Atrocious Learnings of Haskell for Make Benefit of solving Math Problem
Monday evening’s original plan was to read up on Concurrency stuff in Haskell. Alas, the site was down. My focus shifted towards twitter and then to this tweet:
#Ruby or #Python? If I could learn only one, which one would it be? #twestion
— Dennis Traub (@DTraub) July 29, 2013
So I did a Google Search on ruby vs. python and stumbled across The Josephus problem, implemented in Perl, ruby and Python.
The Josephus problem is also described in wikipedia (WP) and boils down to a mathematical problem of permutation. If you don’t feel like following the links, here’s a short definition taken from WP:
There are people standing in a circle waiting to be executed.

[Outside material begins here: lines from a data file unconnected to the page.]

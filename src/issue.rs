use chrono::{DateTime, Utc};
use serde::{Deserialize, Serialize};

#[derive(Debug, Clone, Copy, PartialEq, Eq, Serialize, Deserialize)]
#[serde(rename_all = "snake_case")]
pub enum Status {
    Open,
    InProgress,
    Blocked,
    Closed,
}

impl Status {
    pub fn as_str(&self) -> &'static str {
        match self {
            Status::Open => "open",
            Status::InProgress => "in_progress",
            Status::Blocked => "blocked",
            Status::Closed => "closed",
        }
    }

    pub fn parse(s: &str) -> Option<Self> {
        match s {
            "open" => Some(Status::Open),
            "in_progress" => Some(Status::InProgress),
            "blocked" => Some(Status::Blocked),
            "closed" => Some(Status::Closed),
            _ => None,
        }
    }
}

impl std::fmt::Display for Status {
    fn fmt(&self, f: &mut std::fmt::Formatter<'_>) -> std::fmt::Result {
        write!(f, "{}", self.as_str())
    }
}

#[derive(Debug, Clone, Copy, PartialEq, Eq, Serialize, Deserialize, Default)]
#[serde(rename_all = "snake_case")]
pub enum IssueType {
    Bug,
    Feature,
    #[default]
    Task,
    Epic,
    Chore,
}

impl IssueType {
    pub fn as_str(&self) -> &'static str {
        match self {
            IssueType::Bug => "bug",
            IssueType::Feature => "feature",
            IssueType::Task => "task",
            IssueType::Epic => "epic",
            IssueType::Chore => "chore",
        }
    }

    pub fn parse(s: &str) -> Option<Self> {
        match s {
            "bug" => Some(IssueType::Bug),
            "feature" => Some(IssueType::Feature),
            "task" => Some(IssueType::Task),
            "epic" => Some(IssueType::Epic),
            "chore" => Some(IssueType::Chore),
            _ => None,
        }
    }
}

impl std::fmt::Display for IssueType {
    fn fmt(&self, f: &mut std::fmt::Formatter<'_>) -> std::fmt::Result {
        write!(f, "{}", self.as_str())
    }
}

/// A unit of tracked work. Status is authoritative in the store; in-process
/// copies are read-mostly.
#[derive(Debug, Clone, Serialize, Deserialize)]
pub struct Issue {
    pub id: String,
    pub title: String,
    pub description: String,
    pub design: String,
    pub acceptance_criteria: String,
    /// 0 is highest, 4 is lowest.
    pub priority: i32,
    pub status: Status,
    pub issue_type: IssueType,
    pub assignee: Option<String>,
    pub created_at: DateTime<Utc>,
    pub updated_at: DateTime<Utc>,
    pub closed_at: Option<DateTime<Utc>>,
}

impl Issue {
    pub fn new(title: impl Into<String>) -> Self {
        let now = Utc::now();
        Self {
            id: String::new(),
            title: title.into(),
            description: String::new(),
            design: String::new(),
            acceptance_criteria: String::new(),
            priority: 2,
            status: Status::Open,
            issue_type: IssueType::Task,
            assignee: None,
            created_at: now,
            updated_at: now,
            closed_at: None,
        }
    }
}

/// Field-wise update for an issue. `None` fields are left untouched.
#[derive(Debug, Clone, Default)]
pub struct IssueUpdate {
    pub title: Option<String>,
    pub description: Option<String>,
    pub design: Option<String>,
    pub acceptance_criteria: Option<String>,
    pub priority: Option<i32>,
    pub status: Option<Status>,
    pub issue_type: Option<IssueType>,
    pub assignee: Option<String>,
}

impl IssueUpdate {
    pub fn is_empty(&self) -> bool {
        self.title.is_none()
            && self.description.is_none()
            && self.design.is_none()
            && self.acceptance_criteria.is_none()
            && self.priority.is_none()
            && self.status.is_none()
            && self.issue_type.is_none()
            && self.assignee.is_none()
    }
}

/// Directed edge `issue -> depends_on`. The store refuses cycles.
#[derive(Debug, Clone, Serialize, Deserialize)]
pub struct Dependency {
    pub issue_id: String,
    pub depends_on: String,
}

#[derive(Debug, Clone, Default)]
pub struct IssueFilter {
    pub status: Option<Status>,
    pub priority: Option<i32>,
    pub assignee: Option<String>,
    pub issue_type: Option<IssueType>,
    pub label: Option<String>,
    pub created_after: Option<DateTime<Utc>>,
    pub limit: Option<usize>,
}

/// Filter for the ready-work query: open issues with no open dependencies.
#[derive(Debug, Clone, Default)]
pub struct WorkFilter {
    pub limit: usize,
}

#[derive(Debug, Clone, Copy, PartialEq, Eq, Serialize, Deserialize)]
#[serde(rename_all = "snake_case")]
pub enum InstanceStatus {
    Running,
    Stopped,
    Crashed,
}

impl InstanceStatus {
    pub fn as_str(&self) -> &'static str {
        match self {
            InstanceStatus::Running => "running",
            InstanceStatus::Stopped => "stopped",
            InstanceStatus::Crashed => "crashed",
        }
    }

    pub fn parse(s: &str) -> Option<Self> {
        match s {
            "running" => Some(InstanceStatus::Running),
            "stopped" => Some(InstanceStatus::Stopped),
            "crashed" => Some(InstanceStatus::Crashed),
            _ => None,
        }
    }
}

impl std::fmt::Display for InstanceStatus {
    fn fmt(&self, f: &mut std::fmt::Formatter<'_>) -> std::fmt::Result {
        write!(f, "{}", self.as_str())
    }
}

/// One row per executor process start, keyed by a fresh UUID.
#[derive(Debug, Clone, Serialize, Deserialize)]
pub struct ExecutorInstance {
    pub id: String,
    pub hostname: String,
    pub pid: i32,
    pub version: String,
    pub started_at: DateTime<Utc>,
    pub last_heartbeat: DateTime<Utc>,
    pub status: InstanceStatus,
}

/// Per-issue execution state machine states, persisted in the claim row.
#[derive(Debug, Clone, Copy, PartialEq, Eq, Serialize, Deserialize)]
#[serde(rename_all = "snake_case")]
pub enum ExecutionState {
    Pending,
    Claimed,
    Assessing,
    Executing,
    Analyzing,
    Gates,
    Committing,
    Completed,
    Failed,
}

impl ExecutionState {
    pub fn as_str(&self) -> &'static str {
        match self {
            ExecutionState::Pending => "pending",
            ExecutionState::Claimed => "claimed",
            ExecutionState::Assessing => "assessing",
            ExecutionState::Executing => "executing",
            ExecutionState::Analyzing => "analyzing",
            ExecutionState::Gates => "gates",
            ExecutionState::Committing => "committing",
            ExecutionState::Completed => "completed",
            ExecutionState::Failed => "failed",
        }
    }

    pub fn parse(s: &str) -> Option<Self> {
        match s {
            "pending" => Some(ExecutionState::Pending),
            "claimed" => Some(ExecutionState::Claimed),
            "assessing" => Some(ExecutionState::Assessing),
            "executing" => Some(ExecutionState::Executing),
            "analyzing" => Some(ExecutionState::Analyzing),
            "gates" => Some(ExecutionState::Gates),
            "committing" => Some(ExecutionState::Committing),
            "completed" => Some(ExecutionState::Completed),
            "failed" => Some(ExecutionState::Failed),
            _ => None,
        }
    }

    /// Terminal states carry no live claim.
    pub fn is_terminal(&self) -> bool {
        matches!(
            self,
            ExecutionState::Pending | ExecutionState::Completed | ExecutionState::Failed
        )
    }
}

impl std::fmt::Display for ExecutionState {
    fn fmt(&self, f: &mut std::fmt::Formatter<'_>) -> std::fmt::Result {
        write!(f, "{}", self.as_str())
    }
}

/// The claim row: at most one non-terminal execution state per issue.
#[derive(Debug, Clone, Serialize, Deserialize)]
pub struct IssueExecutionState {
    pub issue_id: String,
    pub executor_instance_id: Option<String>,
    pub claimed_at: Option<DateTime<Utc>>,
    pub state: ExecutionState,
    pub checkpoint_data: Option<String>,
    pub error_message: Option<String>,
    pub updated_at: DateTime<Utc>,
}

/// Append-only audit row for one execution attempt.
#[derive(Debug, Clone, Serialize, Deserialize)]
pub struct ExecutionAttempt {
    pub id: i64,
    pub issue_id: String,
    pub executor_instance_id: Option<String>,
    pub attempt_number: i64,
    pub started_at: DateTime<Utc>,
    pub completed_at: Option<DateTime<Utc>>,
    pub success: Option<bool>,
    pub exit_code: Option<i32>,
    pub summary: Option<String>,
}

/// A candidate issue surfaced by an agent run, before deduplication.
#[derive(Debug, Clone, PartialEq, Eq, Serialize, Deserialize)]
pub struct DiscoveredIssue {
    pub title: String,
    #[serde(default)]
    pub description: String,
    #[serde(default = "default_discovery_priority")]
    pub priority: i32,
    #[serde(default)]
    pub issue_type: IssueType,
    #[serde(default)]
    pub labels: Vec<String>,
}

fn default_discovery_priority() -> i32 {
    2
}

#[derive(Debug, Clone, Serialize, Deserialize)]
pub struct Comment {
    pub id: i64,
    pub issue_id: String,
    pub actor: String,
    pub body: String,
    pub created_at: DateTime<Utc>,
}

#[derive(Debug, Clone, Default, Serialize, Deserialize)]
pub struct Statistics {
    pub open: i64,
    pub in_progress: i64,
    pub blocked: i64,
    pub closed: i64,
    pub total: i64,
}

The counting out begins at some point in the circle and proceeds around the circle in a fixed direction. In each step, a certain number of people are skipped and the next person is executed. The elimination proceeds around the circle (which is becoming smaller and smaller as the executed people are removed), until only the last person remains, who is given freedom.
Challenge accepted
This gist contains my attempt at finding a Haskell-based solution, followed by an implementation as found on the aforementioned Wikipedia-article.
As you can see, my solution is basically atrocious. It works, but it is wordy and has some troubles regarding getting the next person in line. To my defence, it was late Monday evening, and my first attempts did look somewhat similar to the clean solution, but I didn’t manage the final leap.

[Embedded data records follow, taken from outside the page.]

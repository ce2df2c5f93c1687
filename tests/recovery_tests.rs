//! Crash recovery and failure-ceiling tests: stale claims must be reclaimed
//! by peers, and pathological issues must stop retrying.

mod test_harness;

use std::time::Duration;

use chrono::Utc;
use overseer::executor::Executor;
use overseer::issue::{ExecutorInstance, InstanceStatus, Status};

use test_harness::*;

/// Simulated crash: an instance registered with an hour-old heartbeat holds
/// a claim. A freshly started executor must reclaim and complete the work.
#[tokio::test]
async fn crashed_peer_claim_is_reclaimed_and_completed() {
    let env = test_env();
    let issue = env.seed_issue("Work orphaned by crash", 2);

    let dead = ExecutorInstance {
        id: "dead-peer".into(),
        hostname: "elsewhere".into(),
        pid: 12345,
        version: "0.1.0".into(),
        started_at: Utc::now() - chrono::Duration::hours(2),
        last_heartbeat: Utc::now() - chrono::Duration::hours(1),
        status: InstanceStatus::Running,
    };
    env.store.register_instance(&dead).expect("register dead peer");
    env.store
        .claim_issue(&issue.id, &dead.id)
        .expect("dead peer claims");

    // The claim is live, so the issue is not ready work yet.
    let ready = env
        .store
        .get_ready_work(&overseer::issue::WorkFilter { limit: 10 })
        .expect("ready work");
    assert!(ready.is_empty());

    // Startup reclamation runs before the new executor's first claim.
    let agent = succeeding_agent(env.dir.path());
    let executor = Executor::new(
        test_config(env.dir.path(), &agent),
        env.store.clone(),
        None,
    )
    .expect("build executor");
    executor.start().await.expect("start");

    let store = env.store.clone();
    let issue_id = issue.id.clone();
    assert_eventually(
        || {
            let store = store.clone();
            let issue_id = issue_id.clone();
            async move {
                store
                    .get_issue(&issue_id)
                    .map(|i| i.status == Status::Closed)
                    .unwrap_or(false)
            }
        },
        Duration::from_secs(10),
        "reclaimed issue should complete on the new executor",
    )
    .await;

    stop_with_timeout(&executor, Duration::from_secs(5))
        .await
        .expect("stop");

    let history = env.store.get_execution_history(&issue.id).expect("history");
    assert_eq!(history.len(), 2, "one reclaimed attempt plus one success");
    assert_eq!(history[0].success, Some(false));
    assert!(
        history[0].summary.as_deref().unwrap().contains("stale"),
        "first attempt should record the stale reclamation: {:?}",
        history[0].summary
    );
    assert_eq!(history[1].success, Some(true));

    // The dead peer was reclassified by its peer.
    let active = env.store.get_active_instances().expect("active instances");
    assert!(active.iter().all(|i| i.id != "dead-peer"));
}

/// Three consecutive failures reopen; the fourth release blocks the issue
/// with an explanatory comment instead.
#[tokio::test]
async fn consecutive_failures_block_instead_of_reopening() {
    let env = test_env();
    let issue = env.seed_issue("Pathological failing task", 2);

    let agent = failing_agent(env.dir.path());
    let executor = Executor::new(
        test_config(env.dir.path(), &agent),
        env.store.clone(),
        None,
    )
    .expect("build executor");
    executor.start().await.expect("start");

    let store = env.store.clone();
    let issue_id = issue.id.clone();
    assert_eventually(
        || {
            let store = store.clone();
            let issue_id = issue_id.clone();
            async move {
                store
                    .get_issue(&issue_id)
                    .map(|i| i.status == Status::Blocked)
                    .unwrap_or(false)
            }
        },
        Duration::from_secs(15),
        "issue should end up blocked after repeated failures",
    )
    .await;

    stop_with_timeout(&executor, Duration::from_secs(5))
        .await
        .expect("stop");

    let history = env.store.get_execution_history(&issue.id).expect("history");
    assert_eq!(
        history.len(),
        3,
        "three recorded failures before the blocking release"
    );
    assert!(history.iter().all(|a| a.success == Some(false)));

    let comments = env.store.get_comments(&issue.id, 20).expect("comments");
    assert!(
        comments
            .iter()
            .any(|c| c.body.contains("3 consecutive")),
        "blocking comment should mention the failure count: {comments:?}"
    );

    // Blocked issues are not ready work; the executor must not retry.
    let ready = env
        .store
        .get_ready_work(&overseer::issue::WorkFilter { limit: 10 })
        .expect("ready work");
    assert!(ready.is_empty());
}

/// A failure followed by a success resets the consecutive counter.
#[tokio::test]
async fn success_resets_the_failure_counter() {
    let env = test_env();
    let issue = env.seed_issue("Flaky but recoverable", 2);
    env.store
        .register_instance(&ExecutorInstance {
            id: "inst".into(),
            hostname: "host".into(),
            pid: 1,
            version: "0.1.0".into(),
            started_at: Utc::now(),
            last_heartbeat: Utc::now(),
            status: InstanceStatus::Running,
        })
        .expect("register instance");

    // Fail twice via the store-level release path, then succeed.
    for n in 0..2 {
        env.store.claim_issue(&issue.id, "inst").expect("claim");
        env.store
            .release_and_reopen(&issue.id, &format!("failure {n}"))
            .expect("release");
    }
    env.store.claim_issue(&issue.id, "inst").expect("claim");
    env.store
        .complete_and_close(&issue.id, "inst", "finally worked", Some(0))
        .expect("complete");

    let history = env.store.get_execution_history(&issue.id).expect("history");
    assert_eq!(history.len(), 3);
    assert_eq!(history[2].success, Some(true));
}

What the shown solution does is providing a function that, through unfolding generates a list of survivors until the list of dead people has grown to the original total of people minus 1 - the remaining survivor must be the final one
Compare that to the solution provided from line 32 onwards. The key to the understanding is the function
killnext :: Int -> [a] -> [a] killnext k people = take (length people - 1) (drop k (cycle people))
let’s try it with k = 4 and 5 people…
k = 3 people = [1,2,3,4,5] take 4 (drop 3 (cycle [1,2,3,4,5])) => take 4 [4,5,1,2,3,…] => [4,5,1,2]
So, in the next run, it gets called with the list of people that were obtained through the previous run:
k = 3 people = [4,5,1,2] take 3 (drop 3 (cycle [4,5,1,2])) => take 3 [2,4,5,1…] => [2,4,5]
Still 3 guys left…another go!
take 2 (drop 3 (cycle [2,4,5])) => take 2 [2,4,5,2,4,…] [2,4]
Phew, almost there…
take 1 (drop 3 (cycle [2,4])) => take 1 [4,4,4,4,4,…] [4]
Finally the breaking condition of the recursion kicks in and head [4] => 4. Did our manual solving go correctly?
*Josephus Data.List> lastSurvivor 5 4 *Josephus Data.List> josephus 5 3 4
Hence, we have 4 lines of code to solve the Josephus problem of which one line takes some work to be understood.
Trying to program in a functional language means that whatever experience you have in an imperative language (yes, C# is an imperative language) will only get you so far. Effective functional programming must be learned as much as any other form of programming. While I still don’t have a systematic approach to solving a problem functionally, the process already feels quite different.
In C# I lay out a structure of things that will collaborate towards a goal, a process which helps you and your brain drag along, happily converging towards a solution. Every line of code in a functional solution seems to require more effort, as it appears to convey more behaviour.